NEW LINKING METHOD AND REVISED 2016 DATA
The ABS has reviewed the record linking method used in the National Early Childhood Education and Care Collection following the release of Preschool Education, Australia, 2016. The review has resulted in the development of a new, improved, record linking method which the ABS will use for future Collections.
The ABS has used the new method to compile revised data for 2016 to help users of preschool education statistics understand the effect of the change and enable statistics for 2016 and 2017 to be compared on a similar basis. Revised data is in TableBuilder and the ABS DataLab. The datasets using the original linking method have also been kept in TableBuilder and the ABS DataLab. A number of tables compiled using the revised 2016 data are available in an additional datacube on the ‘Downloads’ tab refer to Preschool Education, Australia, 2016 (cat. no. 4240.0).
The new linking method enhances the accuracy of preschool education statistics for use by government and the community, and builds on quality improvements made in prior years through the combined efforts of the ABS and data custodians.
Preschool education statistics are compiled by the ABS from unit record level data supplied mainly by the Australian, state and territory education departments. When the component datasets are combined there are multiple records for individual children who are enrolled in more than one preschool program and/or have their information captured by more than one data provider. Records are linked to connect all of a child’s enrolments together and remove duplicates.
The new method links records based on:
- letters from each child’s first name and surname, their sex and their date of birth;
- an additional ‘Match Key’ which data providers use to show multiple records within their dataset that belong to a single child; and
- the state of the child’s place of residence.
In the previous method the comparison across records of child’s place of residence was based on a very small geographic area (the Statistical Area level 1) instead of the state, and all of a child’s records needed to have the same area before any would be linked. These criteria were problematic because the address information in the component datasets can be imprecise or from different points in time.
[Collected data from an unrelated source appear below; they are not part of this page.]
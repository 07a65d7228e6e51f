//! Physics objects: bodies with mass, accumulated forces and thermal stress.
//!
//! Object kinds are a closed set resolved once at load time from the level's
//! type string. Each kind decides whether the object can take part in a
//! sympathy link and what happens when the player touches it.

use glam::Vec2;

use crate::api::config::PhysicsConfig;
use crate::api::types::{BodyId, LinkId};
use crate::core::body::{sanitize_vec2, Body};

/// The closed set of object kinds a level can contain.
#[derive(Debug, Clone, Copy, PartialEq, Eq)]
pub enum ObjectKind {
    /// A pushable, stackable, sympathy-capable box.
    Crate,
    /// A pickup. Collected on player contact, never linked.
    Collectable { value: u32 },
}

impl ObjectKind {
    /// Resolve a level-definition type name. Unknown names return `None`.
    pub fn from_type_name(name: &str, value: Option<u32>) -> Option<Self> {
        match name {
            "Crate" | "Block" | "Box" => Some(ObjectKind::Crate),
            "Collectable" | "Coin" => Some(ObjectKind::Collectable {
                value: value.unwrap_or(1),
            }),
            _ => None,
        }
    }

    pub fn is_sympathy_capable(&self) -> bool {
        matches!(self, ObjectKind::Crate)
    }

    pub fn is_collectable(&self) -> bool {
        matches!(self, ObjectKind::Collectable { .. })
    }
}

/// Derived presentation label. Carries no transition logic.
#[derive(Debug, Clone, Copy, PartialEq, Eq)]
pub enum StressLabel {
    Normal,
    Stressed,
    Broken,
}

/// Typed description of an object before it enters the world.
#[derive(Debug, Clone, PartialEq)]
pub struct ObjectDesc {
    pub kind: ObjectKind,
    /// Top-left corner in world space.
    pub position: Vec2,
    pub size: Vec2,
    pub mass: f32,
    pub temp: f32,
    pub is_static: bool,
}

impl ObjectDesc {
    /// A crate of mass 1 at ambient temperature.
    pub fn crate_at(position: Vec2, size: Vec2) -> Self {
        Self {
            kind: ObjectKind::Crate,
            position,
            size,
            mass: 1.0,
            temp: PhysicsConfig::default().ambient_temp,
            is_static: false,
        }
    }

    pub fn collectable_at(position: Vec2, size: Vec2, value: u32) -> Self {
        Self {
            kind: ObjectKind::Collectable { value },
            ..Self::crate_at(position, size)
        }
    }

    // -- Builder pattern --

    pub fn with_mass(mut self, mass: f32) -> Self {
        self.mass = mass;
        self
    }

    pub fn with_temp(mut self, temp: f32) -> Self {
        self.temp = temp;
        self
    }

    pub fn with_static(mut self, is_static: bool) -> Self {
        self.is_static = is_static;
        self
    }
}

/// A simulated object: a [`Body`] plus mass, forces and thermal state.
#[derive(Debug, Clone, PartialEq)]
pub struct GameObject {
    pub kind: ObjectKind,
    pub body: Body,
    /// Always >= the configured minimum mass.
    pub mass: f32,
    /// Forces accumulated this tick; cleared by [`GameObject::integrate`].
    pub forces: Vec2,
    /// Static objects never integrate and never receive displacement.
    pub is_static: bool,
    pub is_collidable: bool,
    pub temp: f32,
    /// Thermal stress in [0, 1].
    pub stress: f32,
    /// Terminal. A broken object is static, non-collidable and removable.
    pub is_broken: bool,
    /// Partner on the far end of the active sympathy link. Non-owning.
    pub sympathy_linked_item: Option<BodyId>,
    /// The link this object takes part in. Non-owning.
    pub link: Option<LinkId>,
    /// Set once a collectable has been picked up.
    pub collected: bool,
}

impl GameObject {
    pub fn new(desc: &ObjectDesc, cfg: &PhysicsConfig) -> Self {
        let mass = if desc.mass.is_finite() && desc.mass >= cfg.min_mass {
            desc.mass
        } else {
            log::warn!("clamping invalid mass {} to {}", desc.mass, cfg.min_mass);
            cfg.min_mass
        };
        let temp = if desc.temp.is_finite() { desc.temp } else { cfg.ambient_temp };
        let mut body = Body::new(Vec2::ZERO, desc.size);
        body.set_position(desc.position);
        Self {
            kind: desc.kind,
            body,
            mass,
            forces: Vec2::ZERO,
            is_static: desc.is_static,
            is_collidable: true,
            temp,
            stress: 0.0,
            is_broken: false,
            sympathy_linked_item: None,
            link: None,
            collected: false,
        }
    }

    /// Footprint area of the hitbox, used by the similarity score.
    pub fn area(&self) -> f32 {
        self.body.hitbox_size.x * self.body.hitbox_size.y
    }

    pub fn is_sympathy_capable(&self) -> bool {
        self.kind.is_sympathy_capable() && !self.is_broken
    }

    pub fn is_linked(&self) -> bool {
        self.sympathy_linked_item.is_some()
    }

    /// Whether the object takes part in integration and displacement.
    pub fn is_dynamic(&self) -> bool {
        !self.is_static && !self.is_broken
    }

    /// Add a force to this tick's accumulator. Does not consult any link;
    /// routing through a link is the world's job.
    pub fn apply_force(&mut self, force: Vec2) {
        if self.is_broken {
            return;
        }
        let mut f = force;
        if sanitize_vec2(&mut f, Vec2::ZERO) {
            log::warn!("dropping non-finite force {:?}", force);
        }
        self.forces += f;
    }

    /// Force arriving from a sympathy partner. Accumulates exactly like
    /// [`GameObject::apply_force`] and never travels back through the link.
    pub fn receive_sympathy_force(&mut self, force: Vec2) {
        self.apply_force(force);
    }

    /// Change velocity directly by `impulse / mass`, keeping the resulting
    /// horizontal speed within `max_speed`.
    pub fn apply_impulse(&mut self, impulse: Vec2, max_speed: f32) {
        if !self.is_dynamic() {
            return;
        }
        let mut v = self.body.velocity + impulse / self.mass;
        v.x = v.x.clamp(-max_speed, max_speed);
        self.body.set_velocity(v);
    }

    /// Shift temperature by `delta` degrees.
    pub fn add_heat(&mut self, delta: f32) {
        if delta.is_finite() && !self.is_broken {
            self.temp += delta;
        }
    }

    /// Advance one tick: forces into velocity, velocity into position, ground
    /// friction, then thermal stress. Returns `true` if the object broke
    /// during this tick.
    pub fn integrate(&mut self, dt: f32, cfg: &PhysicsConfig) -> bool {
        if !self.is_dynamic() {
            self.forces = Vec2::ZERO;
            return false;
        }

        let previous = self.body.position;
        let acceleration = self.forces / self.mass;
        self.body.velocity += acceleration * dt;
        self.body.position += self.body.velocity * dt;
        self.forces = Vec2::ZERO;

        if sanitize_vec2(&mut self.body.position, previous)
            | sanitize_vec2(&mut self.body.velocity, Vec2::ZERO)
        {
            log::warn!("non-finite state after integration, reverting to {:?}", previous);
        }

        if self.body.is_on_ground {
            self.body.velocity.x *= cfg.ground_friction;
            if self.body.velocity.x.abs() < cfg.friction_epsilon {
                self.body.velocity.x = 0.0;
            }
        }

        self.update_stress(dt, cfg)
    }

    /// Accrue or shed stress depending on the safe band. Returns `true` if
    /// this call broke the object.
    pub fn update_stress(&mut self, dt: f32, cfg: &PhysicsConfig) -> bool {
        if self.is_broken {
            return false;
        }
        if cfg.is_safe_temp(self.temp) {
            self.stress -= cfg.stress_recovery_rate * dt;
        } else {
            self.stress += cfg.stress_build_rate * dt;
        }
        self.stress = self.stress.clamp(0.0, 1.0);

        if self.stress >= 1.0 {
            return self.break_object();
        }
        false
    }

    /// Enter the terminal broken state. Returns `true` only on the first call.
    pub fn break_object(&mut self) -> bool {
        if self.is_broken {
            return false;
        }
        self.is_broken = true;
        self.is_static = true;
        self.is_collidable = false;
        self.body.velocity = Vec2::ZERO;
        self.forces = Vec2::ZERO;
        self.sympathy_linked_item = None;
        self.link = None;
        true
    }

    pub fn stress_label(&self, cfg: &PhysicsConfig) -> StressLabel {
        if self.is_broken {
            StressLabel::Broken
        } else if self.stress > cfg.stressed_threshold {
            StressLabel::Stressed
        } else {
            StressLabel::Normal
        }
    }
}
This led to different geographic areas on a child’s records simply because of misspelt/missing addresses or a change in their place of residence.
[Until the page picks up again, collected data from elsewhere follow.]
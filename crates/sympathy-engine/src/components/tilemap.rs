//! Static collision grid.
//!
//! The collision layer is a row-major grid of solid/empty cells. Anything
//! outside the grid is empty, so bodies can walk off the map edge without
//! the resolver ever erroring.

use glam::Vec2;

/// Query the collision layer. Implemented by [`TileGrid`] and by any
/// `Fn(i32, i32) -> bool`, so tests and external level owners can inject
/// their own tile lookup.
pub trait SolidTiles {
    /// Size of one square tile in world units.
    fn tile_size(&self) -> f32;

    /// Whether the tile at `(col, row)` blocks movement. Out-of-range
    /// coordinates must return `false`.
    fn is_solid_tile_at(&self, col: i32, row: i32) -> bool;
}

/// Closure-backed tile lookup.
pub struct TileFn<F> {
    pub tile_size: f32,
    pub solid: F,
}

impl<F: Fn(i32, i32) -> bool> SolidTiles for TileFn<F> {
    fn tile_size(&self) -> f32 {
        self.tile_size
    }

    fn is_solid_tile_at(&self, col: i32, row: i32) -> bool {
        (self.solid)(col, row)
    }
}

/// The level's collision layer.
///
/// Cells are stored in row-major order: index = row * width + col.
#[derive(Debug, Clone, PartialEq)]
pub struct TileGrid {
    /// Width in tiles.
    pub width: u32,
    /// Height in tiles.
    pub height: u32,
    /// Size of each tile in world units.
    pub tile_size: f32,
    solid: Vec<bool>,
}

/// Largest grid, in cells, a level may declare.
pub const MAX_CELLS: usize = 1 << 24;

impl TileGrid {
    /// Create an empty (all non-solid) grid, or `None` when `width * height`
    /// exceeds [`MAX_CELLS`].
    pub fn try_new(width: u32, height: u32, tile_size: f32) -> Option<Self> {
        let cells = (width as usize)
            .checked_mul(height as usize)
            .filter(|&n| n <= MAX_CELLS)?;
        Some(Self {
            width,
            height,
            tile_size,
            solid: vec![false; cells],
        })
    }

    /// Create an empty (all non-solid) grid. Oversized dimensions yield a
    /// grid without a collision layer.
    pub fn new(width: u32, height: u32, tile_size: f32) -> Self {
        Self::try_new(width, height, tile_size).unwrap_or_else(|| {
            log::warn!("tile grid {width}x{height} is too large, using an empty layer");
            Self::empty(tile_size)
        })
    }

    /// Grid without a collision layer. Every query answers "not solid".
    pub fn empty(tile_size: f32) -> Self {
        Self {
            width: 0,
            height: 0,
            tile_size,
            solid: Vec::new(),
        }
    }

    fn index(&self, col: i32, row: i32) -> Option<usize> {
        if col < 0 || row < 0 || col as u32 >= self.width || row as u32 >= self.height {
            return None;
        }
        Some(row as usize * self.width as usize + col as usize)
    }

    /// Mark the tile at `(col, row)`. Out-of-range writes are ignored.
    pub fn set_solid(&mut self, col: i32, row: i32, solid: bool) {
        if let Some(i) = self.index(col, row) {
            self.solid[i] = solid;
        }
    }

    /// Fill a rectangular region of tiles.
    pub fn fill_rect(&mut self, col: i32, row: i32, w: i32, h: i32, solid: bool) {
        for r in row..row + h {
            for c in col..col + w {
                self.set_solid(c, r, solid);
            }
        }
    }

    pub fn clear(&mut self) {
        self.solid.fill(false);
    }

    /// World-space size of the grid.
    pub fn pixel_size(&self) -> Vec2 {
        Vec2::new(
            self.width as f32 * self.tile_size,
            self.height as f32 * self.tile_size,
        )
    }

    /// Tile coordinates containing a world position. May lie outside the grid.
    pub fn world_to_tile(&self, world_pos: Vec2) -> (i32, i32) {
        (
            (world_pos.x / self.tile_size).floor() as i32,
            (world_pos.y / self.tile_size).floor() as i32,
        )
    }

    /// Count of solid tiles.
    pub fn solid_count(&self) -> usize {
        self.solid.iter().filter(|s| **s).count()
    }
}

impl SolidTiles for TileGrid {
    fn tile_size(&self) -> f32 {
        self.tile_size
    }

    fn is_solid_tile_at(&self, col: i32, row: i32) -> bool {
        self.index(col, row).map(|i| self.solid[i]).unwrap_or(false)
    }
}

#[cfg(test)]
mod tests {
    use super::*;

    #[test]
    fn new_grid_is_empty() {
        let grid = TileGrid::new(10, 8, 16.0);
        assert_eq!(grid.solid_count(), 0);
        assert_eq!(grid.pixel_size(), Vec2::new(160.0, 128.0));
    }

    #[test]
    fn out_of_bounds_is_not_solid() {
        let mut grid = TileGrid::new(4, 4, 16.0);
        grid.fill_rect(0, 0, 4, 4, true);
        assert!(grid.is_solid_tile_at(3, 3));
        assert!(!grid.is_solid_tile_at(-1, 0));
        assert!(!grid.is_solid_tile_at(0, 4));
        assert!(!grid.is_solid_tile_at(i32::MAX, i32::MIN));
    }

    #[test]
    fn missing_layer_answers_non_solid() {
        let grid = TileGrid::empty(16.0);
        assert!(!grid.is_solid_tile_at(0, 0));
    }

    #[test]
    fn fill_rect_clips_to_grid() {
        let mut grid = TileGrid::new(5, 5, 16.0);
        grid.fill_rect(3, 3, 10, 10, true);
        assert_eq!(grid.solid_count(), 4);
        grid.clear();
        assert_eq!(grid.solid_count(), 0);
    }

    #[test]
    fn world_to_tile_floors_negative_positions() {
        let grid = TileGrid::new(5, 5, 16.0);
        assert_eq!(grid.world_to_tile(Vec2::new(17.0, 31.9)), (1, 1));
        assert_eq!(grid.world_to_tile(Vec2::new(-0.5, 0.0)), (-1, 0));
    }

    #[test]
    fn oversized_grid_is_refused() {
        assert!(TileGrid::try_new(100_000, 100_000, 16.0).is_none());
        assert!(TileGrid::try_new(u32::MAX, u32::MAX, 16.0).is_none());

        let grid = TileGrid::new(100_000, 100_000, 16.0);
        assert_eq!((grid.width, grid.height), (0, 0));
        assert!(!grid.is_solid_tile_at(50_000, 50_000));

        assert!(TileGrid::try_new(4096, 4096, 16.0).is_some());
    }

    #[test]
    fn closure_lookup() {
        let tiles = TileFn { tile_size: 8.0, solid: |_c: i32, r: i32| r >= 10 };
        assert!(tiles.is_solid_tile_at(3, 10));
        assert!(!tiles.is_solid_tile_at(3, 9));
        assert_eq!(tiles.tile_size(), 8.0);
    }
}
Using the new linking method it is estimated that 330,676 children aged 4-5 years were enrolled in a preschool program during 2016. This is 14,000 fewer than in the estimate published in February 2017.
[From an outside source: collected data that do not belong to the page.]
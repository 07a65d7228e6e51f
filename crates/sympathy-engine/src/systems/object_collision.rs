//! Object-versus-object resolution: vertical stacking, then horizontal pushing.
//!
//! Both passes are single sweeps over pairs with no fixed-point iteration.
//! Stacks deeper than two may take a few ticks to settle.

use crate::api::config::PhysicsConfig;
use crate::api::types::BodyId;
use crate::core::body::Contact;
use crate::core::object::GameObject;
use crate::core::scene::Scene;

/// Collectables are pickups; they never block other objects.
fn blocks(obj: &GameObject) -> bool {
    obj.is_collidable && !obj.kind.is_collectable()
}

/// For every ordered pair `(a, b)` where `a` is falling onto `b` from above,
/// rest `a` on `b`'s top edge.
pub fn resolve_stacking(scene: &mut Scene) {
    let ids = scene.ids();
    for &a in &ids {
        for &b in &ids {
            if a == b {
                continue;
            }
            let Some((upper, lower)) = scene.pair_mut(a, b) else {
                continue;
            };
            if !upper.is_dynamic() || !upper.is_collidable || !blocks(lower) {
                continue;
            }
            if upper.body.velocity.y <= 0.0 {
                continue;
            }
            let lower_box = lower.body.hitbox();
            if upper.body.hitbox().contact_with(&lower_box) != Some(Contact::Above) {
                continue;
            }
            upper.body.set_hitbox_bottom(lower_box.top());
            upper.body.velocity.y = 0.0;
            upper.body.is_on_ground = true;
        }
    }
}

/// Pick which of two overlapping objects is doing the moving.
/// `None` if neither can be displaced.
fn pick_mover(a: &GameObject, b: &GameObject) -> Option<bool> {
    match (a.is_dynamic(), b.is_dynamic()) {
        (false, false) => None,
        (true, false) => Some(true),
        (false, true) => Some(false),
        (true, true) => Some(a.body.velocity.x.abs() >= b.body.velocity.x.abs()),
    }
}

/// Separate overlapping pairs along the axis of least penetration.
///
/// Along x, a static target stops the mover dead; a dynamic target takes
/// `momentum_transfer` of the mover's horizontal velocity while the mover
/// keeps `mover_damping` of it. Along y, the mover is set on top of (or
/// pushed under) the target.
pub fn resolve_pushing(scene: &mut Scene, cfg: &PhysicsConfig) {
    let ids = scene.ids();
    for (i, &a) in ids.iter().enumerate() {
        for &b in &ids[i + 1..] {
            resolve_pair(scene, a, b, cfg);
        }
    }
}

fn resolve_pair(scene: &mut Scene, a: BodyId, b: BodyId, cfg: &PhysicsConfig) {
    let Some((oa, ob)) = scene.pair_mut(a, b) else {
        return;
    };
    if !blocks(oa) || !blocks(ob) {
        return;
    }
    let (ha, hb) = (oa.body.hitbox(), ob.body.hitbox());
    if !ha.overlaps_vertically(&hb) {
        return;
    }
    let Some(depth) = ha.penetration(&hb) else {
        return;
    };
    let Some(a_moves) = pick_mover(oa, ob) else {
        return;
    };
    let (mover, target) = if a_moves { (oa, ob) } else { (ob, oa) };
    let mover_box = mover.body.hitbox();
    let target_box = target.body.hitbox();

    if depth.x <= depth.y {
        let shift = if mover_box.center().x < target_box.center().x {
            -depth.x
        } else {
            depth.x
        };
        mover.body.position.x += shift;

        let vx = mover.body.velocity.x;
        if target.is_dynamic() {
            target.body.velocity.x = vx * cfg.momentum_transfer;
            mover.body.velocity.x = vx * cfg.mover_damping;
        } else {
            mover.body.velocity.x = 0.0;
        }
    } else if mover_box.center().y < target_box.center().y {
        mover.body.set_hitbox_bottom(target_box.top());
        if mover.body.velocity.y > 0.0 {
            mover.body.velocity.y = 0.0;
        }
        mover.body.is_on_ground = true;
    } else {
        mover.body.set_hitbox_top(target_box.bottom());
        if mover.body.velocity.y < 0.0 {
            mover.body.velocity.y = 0.0;
        }
    }
}

#[cfg(test)]
mod tests {
    use super::*;
    use crate::core::object::ObjectDesc;
    use glam::Vec2;

    fn spawn(scene: &mut Scene, x: f32, y: f32) -> BodyId {
        let cfg = PhysicsConfig::default();
        scene.spawn(GameObject::new(
            &ObjectDesc::crate_at(Vec2::new(x, y), Vec2::new(16.0, 16.0)),
            &cfg,
        ))
    }

    #[test]
    fn falling_crate_rests_on_crate_below() {
        let mut scene = Scene::new();
        let lower = spawn(&mut scene, 0.0, 100.0);
        let upper = spawn(&mut scene, 2.0, 86.0);
        scene.get_mut(upper).unwrap().body.velocity.y = 50.0;

        resolve_stacking(&mut scene);

        let u = scene.get(upper).unwrap();
        assert_eq!(u.body.hitbox().bottom(), 100.0);
        assert_eq!(u.body.velocity.y, 0.0);
        assert!(u.body.is_on_ground);
        assert_eq!(scene.get(lower).unwrap().body.position, Vec2::new(0.0, 100.0));
    }

    #[test]
    fn rising_crate_is_not_stacked() {
        let mut scene = Scene::new();
        let _lower = spawn(&mut scene, 0.0, 100.0);
        let upper = spawn(&mut scene, 2.0, 86.0);
        scene.get_mut(upper).unwrap().body.velocity.y = -50.0;
        resolve_stacking(&mut scene);
        assert_eq!(scene.get(upper).unwrap().body.position.y, 86.0);
    }

    #[test]
    fn static_target_stops_mover() {
        let mut scene = Scene::new();
        let mover = spawn(&mut scene, 0.0, 0.0);
        let wall = spawn(&mut scene, 14.0, 0.0);
        scene.get_mut(wall).unwrap().is_static = true;
        scene.get_mut(mover).unwrap().body.velocity.x = 80.0;

        resolve_pushing(&mut scene, &PhysicsConfig::default());

        let m = scene.get(mover).unwrap();
        assert_eq!(m.body.hitbox().right(), 14.0);
        assert_eq!(m.body.velocity.x, 0.0);
        assert_eq!(scene.get(wall).unwrap().body.position.x, 14.0);
    }

    #[test]
    fn dynamic_target_takes_momentum() {
        let cfg = PhysicsConfig::default();
        let mut scene = Scene::new();
        let mover = spawn(&mut scene, 0.0, 0.0);
        let target = spawn(&mut scene, 12.0, 0.0);
        scene.get_mut(mover).unwrap().body.velocity.x = 100.0;

        resolve_pushing(&mut scene, &cfg);

        let m = scene.get(mover).unwrap();
        let t = scene.get(target).unwrap();
        assert_eq!(m.body.hitbox().right(), 12.0);
        assert!((t.body.velocity.x - 90.0).abs() < 1e-4);
        assert!((m.body.velocity.x - 10.0).abs() < 1e-4);
    }

    #[test]
    fn faster_body_is_the_mover() {
        let cfg = PhysicsConfig::default();
        let mut scene = Scene::new();
        let slow = spawn(&mut scene, 0.0, 0.0);
        let fast = spawn(&mut scene, 12.0, 0.0);
        scene.get_mut(fast).unwrap().body.velocity.x = -60.0;

        resolve_pushing(&mut scene, &cfg);

        assert_eq!(scene.get(slow).unwrap().body.position.x, 0.0);
        assert_eq!(scene.get(fast).unwrap().body.hitbox().left(), 16.0);
        assert!((scene.get(slow).unwrap().body.velocity.x + 54.0).abs() < 1e-4);
    }

    #[test]
    fn collectables_do_not_block() {
        let cfg = PhysicsConfig::default();
        let mut scene = Scene::new();
        let mover = spawn(&mut scene, 0.0, 0.0);
        let coin = scene.spawn(GameObject::new(
            &ObjectDesc::collectable_at(Vec2::new(10.0, 0.0), Vec2::new(8.0, 8.0), 1),
            &cfg,
        ));
        scene.get_mut(mover).unwrap().body.velocity.x = 50.0;
        resolve_pushing(&mut scene, &cfg);
        assert_eq!(scene.get(mover).unwrap().body.position.x, 0.0);
        assert_eq!(scene.get(coin).unwrap().body.velocity.x, 0.0);
    }

    #[test]
    fn broken_objects_are_ignored() {
        let cfg = PhysicsConfig::default();
        let mut scene = Scene::new();
        let mover = spawn(&mut scene, 0.0, 0.0);
        let wreck = spawn(&mut scene, 10.0, 0.0);
        scene.get_mut(wreck).unwrap().break_object();
        scene.get_mut(mover).unwrap().body.velocity.x = 50.0;
        resolve_pushing(&mut scene, &cfg);
        assert_eq!(scene.get(mover).unwrap().body.velocity.x, 50.0);
    }
}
The change is lower (around 13,000) for the number of children enrolled in state-specific Year Before Full-time Schooling cohorts.
Most of the changes between the original and revised estimates are in the data for Queensland and Victoria. The education departments of these states supply data to the ABS for both preschools and long day care centres. Long day care centres are also covered by the Australian Government’s Child Care Management System (CCMS).